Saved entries
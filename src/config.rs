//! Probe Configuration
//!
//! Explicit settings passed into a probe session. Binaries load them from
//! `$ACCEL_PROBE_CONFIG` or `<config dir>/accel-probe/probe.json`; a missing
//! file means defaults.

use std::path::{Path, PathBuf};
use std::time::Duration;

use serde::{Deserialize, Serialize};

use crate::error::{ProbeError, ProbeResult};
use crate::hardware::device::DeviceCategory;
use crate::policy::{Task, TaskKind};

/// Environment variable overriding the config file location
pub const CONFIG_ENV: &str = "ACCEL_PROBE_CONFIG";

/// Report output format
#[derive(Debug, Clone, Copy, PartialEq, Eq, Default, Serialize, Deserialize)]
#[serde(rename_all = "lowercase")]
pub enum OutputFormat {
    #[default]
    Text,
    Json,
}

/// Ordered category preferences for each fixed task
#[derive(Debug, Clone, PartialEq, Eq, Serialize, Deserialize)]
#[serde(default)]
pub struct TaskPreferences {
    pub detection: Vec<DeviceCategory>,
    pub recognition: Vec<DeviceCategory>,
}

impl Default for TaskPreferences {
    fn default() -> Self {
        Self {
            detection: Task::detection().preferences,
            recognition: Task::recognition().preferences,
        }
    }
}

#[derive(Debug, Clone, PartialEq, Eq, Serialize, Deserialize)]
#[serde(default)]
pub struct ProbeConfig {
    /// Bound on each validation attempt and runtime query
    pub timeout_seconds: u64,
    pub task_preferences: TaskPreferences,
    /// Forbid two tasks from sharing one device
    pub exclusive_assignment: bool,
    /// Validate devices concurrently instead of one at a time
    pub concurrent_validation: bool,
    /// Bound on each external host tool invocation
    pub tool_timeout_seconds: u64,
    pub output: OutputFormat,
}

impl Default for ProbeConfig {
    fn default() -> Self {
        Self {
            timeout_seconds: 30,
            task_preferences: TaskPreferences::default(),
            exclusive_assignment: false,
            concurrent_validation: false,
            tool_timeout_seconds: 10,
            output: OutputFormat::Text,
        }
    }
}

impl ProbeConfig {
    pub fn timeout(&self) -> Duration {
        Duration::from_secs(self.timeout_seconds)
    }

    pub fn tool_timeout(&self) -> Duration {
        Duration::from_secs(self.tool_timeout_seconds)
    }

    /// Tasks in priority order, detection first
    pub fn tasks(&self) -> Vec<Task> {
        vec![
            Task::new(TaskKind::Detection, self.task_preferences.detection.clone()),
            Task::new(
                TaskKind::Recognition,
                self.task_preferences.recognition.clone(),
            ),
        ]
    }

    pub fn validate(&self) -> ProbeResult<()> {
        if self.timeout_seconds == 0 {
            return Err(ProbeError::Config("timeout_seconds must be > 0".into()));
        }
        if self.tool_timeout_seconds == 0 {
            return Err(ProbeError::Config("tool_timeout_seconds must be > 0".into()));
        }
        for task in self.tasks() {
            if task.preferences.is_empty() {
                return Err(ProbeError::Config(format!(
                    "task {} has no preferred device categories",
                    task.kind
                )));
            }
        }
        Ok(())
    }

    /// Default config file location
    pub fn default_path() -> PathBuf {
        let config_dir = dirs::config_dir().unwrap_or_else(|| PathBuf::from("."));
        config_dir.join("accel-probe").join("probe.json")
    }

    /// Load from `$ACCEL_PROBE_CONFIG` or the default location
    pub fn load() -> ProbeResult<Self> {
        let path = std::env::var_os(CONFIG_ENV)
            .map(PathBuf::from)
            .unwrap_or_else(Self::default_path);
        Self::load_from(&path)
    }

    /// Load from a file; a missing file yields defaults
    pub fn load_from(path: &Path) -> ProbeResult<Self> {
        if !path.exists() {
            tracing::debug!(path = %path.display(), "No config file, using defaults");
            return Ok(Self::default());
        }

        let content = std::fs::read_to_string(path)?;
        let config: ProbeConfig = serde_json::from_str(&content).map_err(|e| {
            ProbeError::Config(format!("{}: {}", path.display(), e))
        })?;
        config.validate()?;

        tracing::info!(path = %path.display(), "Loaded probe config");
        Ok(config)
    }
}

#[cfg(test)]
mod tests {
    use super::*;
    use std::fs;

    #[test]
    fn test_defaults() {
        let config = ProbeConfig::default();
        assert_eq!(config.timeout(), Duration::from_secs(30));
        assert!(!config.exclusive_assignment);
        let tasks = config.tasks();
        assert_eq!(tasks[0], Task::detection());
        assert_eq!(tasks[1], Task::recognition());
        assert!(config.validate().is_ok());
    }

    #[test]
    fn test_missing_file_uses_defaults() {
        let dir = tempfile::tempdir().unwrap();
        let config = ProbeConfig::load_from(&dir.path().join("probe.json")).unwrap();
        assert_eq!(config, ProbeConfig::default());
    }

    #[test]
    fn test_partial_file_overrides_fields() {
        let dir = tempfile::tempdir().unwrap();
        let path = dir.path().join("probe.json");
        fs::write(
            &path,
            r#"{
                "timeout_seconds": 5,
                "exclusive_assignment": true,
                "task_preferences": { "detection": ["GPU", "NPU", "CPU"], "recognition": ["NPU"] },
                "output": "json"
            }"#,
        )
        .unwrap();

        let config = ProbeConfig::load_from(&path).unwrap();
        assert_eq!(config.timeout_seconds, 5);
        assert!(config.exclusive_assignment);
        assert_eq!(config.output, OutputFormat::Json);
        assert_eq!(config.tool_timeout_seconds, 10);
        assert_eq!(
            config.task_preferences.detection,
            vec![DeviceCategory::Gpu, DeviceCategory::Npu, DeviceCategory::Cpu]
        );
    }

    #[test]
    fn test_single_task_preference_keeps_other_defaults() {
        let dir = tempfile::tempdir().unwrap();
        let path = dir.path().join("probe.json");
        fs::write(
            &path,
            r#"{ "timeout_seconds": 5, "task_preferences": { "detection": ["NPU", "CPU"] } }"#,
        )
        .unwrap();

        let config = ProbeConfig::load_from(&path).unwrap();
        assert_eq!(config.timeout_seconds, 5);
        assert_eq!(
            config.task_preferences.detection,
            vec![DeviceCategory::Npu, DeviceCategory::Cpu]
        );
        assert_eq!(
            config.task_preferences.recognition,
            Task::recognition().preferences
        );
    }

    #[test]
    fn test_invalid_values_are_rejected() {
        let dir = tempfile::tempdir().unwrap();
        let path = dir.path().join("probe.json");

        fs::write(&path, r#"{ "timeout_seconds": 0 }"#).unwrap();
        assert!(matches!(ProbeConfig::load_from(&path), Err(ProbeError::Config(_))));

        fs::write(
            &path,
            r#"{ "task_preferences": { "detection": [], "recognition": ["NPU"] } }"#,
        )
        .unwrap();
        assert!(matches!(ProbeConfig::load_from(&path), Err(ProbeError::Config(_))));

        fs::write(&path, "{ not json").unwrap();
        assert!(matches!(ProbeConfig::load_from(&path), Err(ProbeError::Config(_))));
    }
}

## DESCRIPTION OF THE TASK:
Check each line of the records above, and copy those that hold the word "return".

## TASK ANSWER:
            return Err(ProbeError::Config("timeout_seconds must be > 0".into()));
            return Err(ProbeError::Config("tool_timeout_seconds must be > 0".into()));
                return Err(ProbeError::Config(format!(
            return Ok(Self::default());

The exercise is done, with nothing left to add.